Cultura

Dio salvi la regina! Fenomenologia di Elisabetta II tra cinema e tv. La sovrana che è diventata icona

L'opera di Anna Maria Pasetti (Bietti editore) è un libro sottile come una fettina di bacon e denso come un pudding con al centro un sogno, ma soprattutto un segno, da decifrare, scorporare, con la S maiuscola

di Davide Turrini

Tradizione e sovversione, mistero e incanto, immobilità e movimento, creatrice e interprete della propria icona. In una parola, anzi due o tre: Elisabetta II, regina d’Inghilterra e la sua rappresentazione visiva di cinema e tv. Ding! Helen Mirren? Esatto. Ding! Claire Foy e Olivia Colman? Esatto. Ma non solo. Scavate gente, scavate. Ad aiutarvi ci pensa Sua Maestà Anna Maria Pasetti con Dio salvi la regina! (Bietti editore). Libercolo sottile come una fettina di bacon e denso come un pudding con al centro un sogno, ma soprattutto un segno, da decifrare, scorporare, con la S maiuscola.

Ma come ha fatto quella sovrana lì a diventare qualcosa di realmente intramontabile nell’immaginario collettivo del globo terracqueo? Icona, indice e simbolo riassunti nella figura di una monarca che regna da quando aveva 21 anni nel 1947. “Può essere solo simile a sé stessa, indicare sé stessa, e così facendo assurgere a simbolo assoluto non solo della propria Maestà ma ormai dell’intera Fenomenologia Monarchica, con una potenza immaginifica senza precedenti, dovuta naturalmente anche alla sua longevità”, spiega Pasetti. Eccole allora le tappe, ai più sconosciute, in cui al quadro d’epoca è succeduta la fotografia (della quale, peraltro, come hobby Elisabetta pare essere molto appassionata).

La sovrana bambina nel 1926, le prime immagini di vita in famiglia pubblicate su un quotidiano nel 1936, quelli di giovane donna dal portamento già regale, il matrimonio, la prima immagine di mamma con Carlo, i ritratti che diventeranno francobolli, lo scatto di Cecil Beaton nel 1968. Poi ecco i settanta con i fotogrammi informali e istantanei (per dire quando the Queen sia sempre la passo coi tempi, no?), la foto nel 1996 per i 70 anni, con il fu Duca di Edimburgo nel 2007 per le nozze di Diamante, nel 2013 con i tre eredi al trono, nel 2016 per la cover nientemeno che di Vanity Fair.

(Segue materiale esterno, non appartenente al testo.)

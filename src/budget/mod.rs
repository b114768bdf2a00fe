//! Budget aggregation. Entries of every week are fitted into a fixed weekly time budget, grouped
//! into a hierarchy of labels and optionally merged into longer periods.

pub mod entities;
pub mod focus;
pub mod grouping;
pub mod merge;
pub mod reconcile;

use std::collections::BTreeMap;

use chrono::{Duration, NaiveDate};
use entities::{Period, Total};
use grouping::group;
use merge::merge_totals;
use serde::{Deserialize, Serialize};
use thiserror::Error;
use tracing::{debug, instrument};

use crate::{log::Week, utils::time::truncate_to_window};

pub const DEFAULT_DAYS_PER_WEEK: u32 = 5;
pub const DEFAULT_HOURS_PER_DAY: u32 = 8;
pub const DEFAULT_FUZZY_MINUTES: u32 = 30;
pub const DEFAULT_LABEL_GROUPING: [&str; 2] = ["cat", "sub"];

#[derive(Error, Debug, PartialEq)]
pub enum BudgetError {
    #[error("malformed duration {value:?} in label {key:?}")]
    MalformedDuration { key: String, value: String },
    #[error("weekly budget of {days_per_week} days of {hours_per_day} hours is too large")]
    BudgetOverflow {
        days_per_week: u32,
        hours_per_day: u32,
    },
    #[error("nothing to merge")]
    EmptyMerge,
    #[error("can't merge sub totals of different labels {expected:?} and {found:?}")]
    LabelMismatch { expected: String, found: String },
    #[error("can't merge sub totals of different values {expected:?} and {found:?}")]
    ValueMismatch { expected: String, found: String },
}

pub type Result<T> = std::result::Result<T, BudgetError>;

/// Budget settings as they are written in the config file. Every field is optional, see
/// [BudgetConfig::resolve] for defaults.
#[derive(Debug, Clone, Default, PartialEq, Serialize, Deserialize)]
#[serde(rename_all = "PascalCase", default)]
pub struct BudgetConfig {
    pub aggregation_period: Option<Period>,
    pub days_per_week: Option<u32>,
    pub hours_per_day: Option<u32>,
    pub default_fuzzy_minutes: Option<u32>,
    pub label_grouping: Option<Vec<String>>,
}

impl BudgetConfig {
    pub fn resolve(&self) -> ResolvedBudget {
        ResolvedBudget {
            period: self.aggregation_period.unwrap_or(Period::Weekly),
            days_per_week: self.days_per_week.unwrap_or(DEFAULT_DAYS_PER_WEEK),
            hours_per_day: self.hours_per_day.unwrap_or(DEFAULT_HOURS_PER_DAY),
            default_fuzzy: Duration::minutes(
                self.default_fuzzy_minutes.unwrap_or(DEFAULT_FUZZY_MINUTES) as i64,
            ),
            label_grouping: self.label_grouping.clone().unwrap_or_else(|| {
                DEFAULT_LABEL_GROUPING.iter().map(|v| v.to_string()).collect()
            }),
        }
    }
}

/// [BudgetConfig] with defaults filled in.
#[derive(Debug, Clone, PartialEq)]
pub struct ResolvedBudget {
    pub period: Period,
    pub days_per_week: u32,
    pub hours_per_day: u32,
    pub default_fuzzy: Duration,
    pub label_grouping: Vec<String>,
}

impl Default for ResolvedBudget {
    fn default() -> Self {
        BudgetConfig::default().resolve()
    }
}

impl ResolvedBudget {
    pub fn weekly_budget(&self) -> Result<Duration> {
        (self.days_per_week as i64)
            .checked_mul(self.hours_per_day as i64)
            .and_then(Duration::try_hours)
            .ok_or(BudgetError::BudgetOverflow {
                days_per_week: self.days_per_week,
                hours_per_day: self.hours_per_day,
            })
    }
}

/// Computes totals for every week and merges them into the configured period.
#[instrument(skip_all, fields(weeks = weeks.len()))]
pub fn aggregate(config: &BudgetConfig, weeks: &[Week]) -> Result<Vec<Total>> {
    let budget = config.resolve();

    let totals = weeks
        .iter()
        .map(|week| get_total(&budget, week))
        .collect::<Result<Vec<_>>>()?;

    if budget.period == Period::Weekly {
        return Ok(totals);
    }

    let mut periods = BTreeMap::<NaiveDate, Vec<Total>>::new();
    for total in totals {
        periods
            .entry(truncate_to_window(total.date, budget.period.window_days()))
            .or_default()
            .push(total);
    }
    debug!("Merging into {} {} periods", periods.len(), budget.period);

    periods
        .into_iter()
        .map(|(date, totals)| merge_totals(&totals, date, budget.period))
        .collect()
}

/// Total of a single week. Todo entries are not part of the budget.
#[instrument(skip_all, fields(date = %week.date))]
pub fn get_total(budget: &ResolvedBudget, week: &Week) -> Result<Total> {
    let absolute = budget.weekly_budget()?;
    let entries = week.done.iter().collect::<Vec<_>>();
    let (sub_totals, ratio) = group(budget, 0, 1., absolute, &entries)?;
    debug!("Week fitted with ratio {ratio}");
    Ok(Total {
        date: week.date,
        period: Period::Weekly,
        absolute,
        sub_totals,
        ratio,
    })
}

#[cfg(test)]
pub(crate) mod test_utils {
    use chrono::Duration;

    use super::entities::{SubTotal, Total};

    pub const EPSILON: f64 = 1e-9;

    pub fn assert_close(got: f64, want: f64) {
        assert!((got - want).abs() < EPSILON, "got {got}, want {want}");
    }

    /// Checks that children shares and durations add up to their parent at every level.
    pub fn assert_conserved(total: &Total) {
        let absolute = total
            .sub_totals
            .iter()
            .fold(Duration::zero(), |ac, v| ac + v.absolute);
        assert!((absolute - total.absolute).num_nanoseconds().unwrap().abs() <= 64);
        if !total.sub_totals.is_empty() {
            assert_close(total.sub_totals.iter().map(|v| v.relative).sum(), 1.);
        }
        total.sub_totals.iter().for_each(assert_sub_conserved);
    }

    fn assert_sub_conserved(sub: &SubTotal) {
        if sub.sub_totals.is_empty() {
            return;
        }
        let absolute = sub
            .sub_totals
            .iter()
            .fold(Duration::zero(), |ac, v| ac + v.absolute);
        assert!((absolute - sub.absolute).num_nanoseconds().unwrap().abs() <= 64);
        assert_close(sub.sub_totals.iter().map(|v| v.relative).sum(), sub.relative);
        assert_eq!(sub.sub_totals.iter().map(|v| v.count).sum::<usize>(), sub.count);
        sub.sub_totals.iter().for_each(assert_sub_conserved);
    }
}

#[cfg(test)]
mod tests {
    use chrono::{Duration, NaiveDate};

    use super::{
        aggregate,
        entities::{Period, SubTotal},
        get_total,
        test_utils::{assert_close, assert_conserved},
        BudgetConfig, BudgetError, ResolvedBudget,
    };
    use crate::{
        log::{Entry, Week},
        utils::logging::TEST_LOGGING,
    };

    fn labelled(cat: &str, sub: &str) -> Entry {
        Entry::new(format!("{cat} {sub}"))
            .with_label("cat", cat)
            .with_label("sub", sub)
    }

    fn sample_week(date: NaiveDate) -> Week {
        Week::new(date)
            .with_done(labelled("a", "1"))
            .with_done(labelled("a", "1"))
            .with_done(labelled("a", "2"))
            .with_done(labelled("b", "2"))
            .with_todo(Entry::new("ignored").with_label("cat", "c"))
    }

    fn assert_sub(sub: &SubTotal, value: &str, relative: f64, hours: i64, count: usize) {
        assert_eq!(sub.value, value);
        assert_close(sub.relative, relative);
        assert_eq!(sub.absolute, Duration::hours(hours));
        assert_eq!(sub.count, count);
    }

    #[test]
    fn test_resolve_defaults() {
        let budget = BudgetConfig::default().resolve();
        assert_eq!(budget.period, Period::Weekly);
        assert_eq!(budget.weekly_budget(), Ok(Duration::hours(40)));
        assert_eq!(budget.default_fuzzy, Duration::minutes(30));
        assert_eq!(budget.label_grouping, vec!["cat", "sub"]);

        let budget = BudgetConfig {
            days_per_week: Some(4),
            hours_per_day: Some(6),
            label_grouping: Some(vec!["project".into()]),
            ..Default::default()
        }
        .resolve();
        assert_eq!(budget.weekly_budget(), Ok(Duration::hours(24)));
        assert_eq!(budget.label_grouping, vec!["project"]);
    }

    #[test]
    fn test_config_deserializes_pascal_case() {
        let config: BudgetConfig = serde_json::from_str(
            r#"{"AggregationPeriod": "Monthly", "DefaultFuzzyMinutes": 60, "LabelGrouping": ["x"]}"#,
        )
        .unwrap();
        assert_eq!(config.aggregation_period, Some(Period::Monthly));
        assert_eq!(config.default_fuzzy_minutes, Some(60));
        assert_eq!(config.days_per_week, None);
        assert_eq!(config.label_grouping, Some(vec!["x".to_string()]));
    }

    #[test]
    fn test_get_total_even_expansion() {
        *TEST_LOGGING;

        let date = NaiveDate::from_ymd_opt(2021, 1, 11).unwrap();
        let total = get_total(&ResolvedBudget::default(), &sample_week(date)).unwrap();

        assert_eq!(total.date, date);
        assert_eq!(total.period, Period::Weekly);
        assert_eq!(total.absolute, Duration::hours(40));
        assert_close(total.ratio, 20.);
        assert_eq!(total.sub_totals.len(), 2);

        let a = &total.sub_totals[0];
        assert_sub(a, "a", 0.75, 30, 3);
        assert_eq!(a.label, "cat");
        assert_eq!(a.sub_totals.len(), 2);
        assert_sub(&a.sub_totals[0], "1", 0.5, 20, 2);
        assert_sub(&a.sub_totals[1], "2", 0.25, 10, 1);
        assert_eq!(a.sub_totals[0].label, "sub");
        assert!(a.sub_totals[0].sub_totals.is_empty());

        let b = &total.sub_totals[1];
        assert_sub(b, "b", 0.25, 10, 1);
        assert_eq!(b.sub_totals.len(), 1);
        assert_sub(&b.sub_totals[0], "2", 0.25, 10, 1);

        assert_conserved(&total);
    }

    #[test]
    fn test_get_total_empty_week() {
        let date = NaiveDate::from_ymd_opt(2021, 1, 11).unwrap();
        let total = get_total(&ResolvedBudget::default(), &Week::new(date)).unwrap();
        assert_eq!(total.absolute, Duration::hours(40));
        assert!(total.sub_totals.is_empty());
        assert_eq!(total.ratio, 0.);
    }

    #[test]
    fn test_get_total_malformed_duration() {
        let week = Week::new(NaiveDate::from_ymd_opt(2021, 1, 11).unwrap())
            .with_done(labelled("a", "1"))
            .with_done(labelled("a", "1").with_label("t", "soon"));
        assert_eq!(
            get_total(&ResolvedBudget::default(), &week),
            Err(BudgetError::MalformedDuration {
                key: "t".into(),
                value: "soon".into()
            })
        );
    }

    #[test]
    fn test_oversized_budget_is_an_error() {
        let config = BudgetConfig {
            days_per_week: Some(u32::MAX),
            hours_per_day: Some(u32::MAX),
            ..Default::default()
        };
        let overflow = Err(BudgetError::BudgetOverflow {
            days_per_week: u32::MAX,
            hours_per_day: u32::MAX,
        });
        assert_eq!(config.resolve().weekly_budget(), overflow);

        let weeks = [sample_week(NaiveDate::from_ymd_opt(2021, 1, 11).unwrap())];
        assert!(matches!(
            aggregate(&config, &weeks),
            Err(BudgetError::BudgetOverflow { .. })
        ));
    }

    #[test]
    fn test_aggregate_weekly_keeps_weeks() {
        let weeks = [
            sample_week(NaiveDate::from_ymd_opt(2021, 1, 11).unwrap()),
            sample_week(NaiveDate::from_ymd_opt(2021, 1, 4).unwrap()),
        ];
        let totals = aggregate(&BudgetConfig::default(), &weeks).unwrap();
        assert_eq!(totals.len(), 2);
        assert_eq!(totals[0].date, weeks[0].date);
        assert_eq!(totals[1].date, weeks[1].date);
        assert!(totals.iter().all(|v| v.period == Period::Weekly));
    }

    #[test]
    fn test_aggregate_monthly_merges_windows() {
        *TEST_LOGGING;

        // 2021-01-04 and 2021-01-11 share a 30 day window, 2021-03-01 falls into another one.
        let first = NaiveDate::from_ymd_opt(2021, 1, 4).unwrap();
        let second = NaiveDate::from_ymd_opt(2021, 1, 11).unwrap();
        let third = NaiveDate::from_ymd_opt(2021, 3, 1).unwrap();
        let weeks = [
            sample_week(second),
            Week::new(third).with_done(labelled("b", "1")),
            sample_week(first),
        ];
        let config = BudgetConfig {
            aggregation_period: Some(Period::Monthly),
            ..Default::default()
        };

        let totals = aggregate(&config, &weeks).unwrap();

        assert_eq!(totals.len(), 2);
        // 30 day windows counted from 0001-01-01
        assert_eq!(totals[0].date, NaiveDate::from_ymd_opt(2021, 1, 1).unwrap());
        assert_eq!(totals[1].date, NaiveDate::from_ymd_opt(2021, 1, 31).unwrap());
        assert!(totals.iter().all(|v| v.period == Period::Monthly));
        assert!(totals.iter().all(|v| v.ratio == 0.));

        let merged = &totals[0];
        assert_eq!(merged.absolute, Duration::hours(80));
        assert_sub(&merged.sub_totals[0], "a", 0.75, 60, 6);
        assert_sub(&merged.sub_totals[1], "b", 0.25, 20, 2);
        assert_conserved(merged);

        let single = &totals[1];
        assert_eq!(single.absolute, Duration::hours(40));
        assert_sub(&single.sub_totals[0], "b", 1., 40, 1);
    }

    #[test]
    fn test_aggregate_quarterly() {
        let weeks = [
            sample_week(NaiveDate::from_ymd_opt(2021, 1, 4).unwrap()),
            sample_week(NaiveDate::from_ymd_opt(2021, 1, 11).unwrap()),
            sample_week(NaiveDate::from_ymd_opt(2021, 1, 18).unwrap()),
        ];
        let config = BudgetConfig {
            aggregation_period: Some(Period::Quarterly),
            ..Default::default()
        };
        let totals = aggregate(&config, &weeks).unwrap();
        let count: usize = totals
            .iter()
            .flat_map(|v| v.sub_totals.iter())
            .map(|v| v.count)
            .sum();
        assert_eq!(count, 12);
        let absolute = totals
            .iter()
            .fold(Duration::zero(), |ac, v| ac + v.absolute);
        assert_eq!(absolute, Duration::hours(120));
    }
}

Dobbiamo continuare con cinema e tv allora? Non basta così per capire il segno che lascia Elisabetta ben oltre l’isolotto oltremanica? Capatina alla tv: 20 milioni di spettatori per l’incoronazione del 1953 (con Churchill incacchiato come una bestia) e l’unica intervista rilasciata in tutta la carriera di regina nel 2018 alla BBC. Poi ancora il documentario convenzionale Royal Family del 1969 diretto da Richard Cawston, sorta di reality show – royalty show, dice Pasetti – voluto da Filippo negli anni in cui perfino la Corona veniva contestata (troppe spese pubbliche), infine bandito dalla regina in quanto “essere normali è pericoloso quanto essere troppo diversi”.

Salto al 2012. “Solo io posso essere me stessa”. Ed eccola protagonista dello special movie sulle Olimpiadi di Londra. “Good evening Mister Bond”. La frase che lascia il segno, aggiungiamo noi sfiorando vette impossibili, ma sempre confermando l’essenza del suo corpo-segno. Infine, certo, fioccano le curiosità. Lo sapevate che… Queen Elizabeth appare in un episodio di Peppa Pig? O che è figura assente ed evocata in Her Majesty con tanto di ragazzina protagonista che ne evoca l’icona nemmeno fosse Madonna, Louise Veronica Ciccone, s’intende. Con una battuta che riserviamo per il finale grazie alla bella intervista concessa a Pasetti da Stephen Frears, regista di The Queen: “Per quanto mi riguarda, Elisabetta è identica da quando ho capito che esisteva, che corrisponde a quando avevo più o meno tre anni nel 1947”. God save the queen. E chissà per quanto.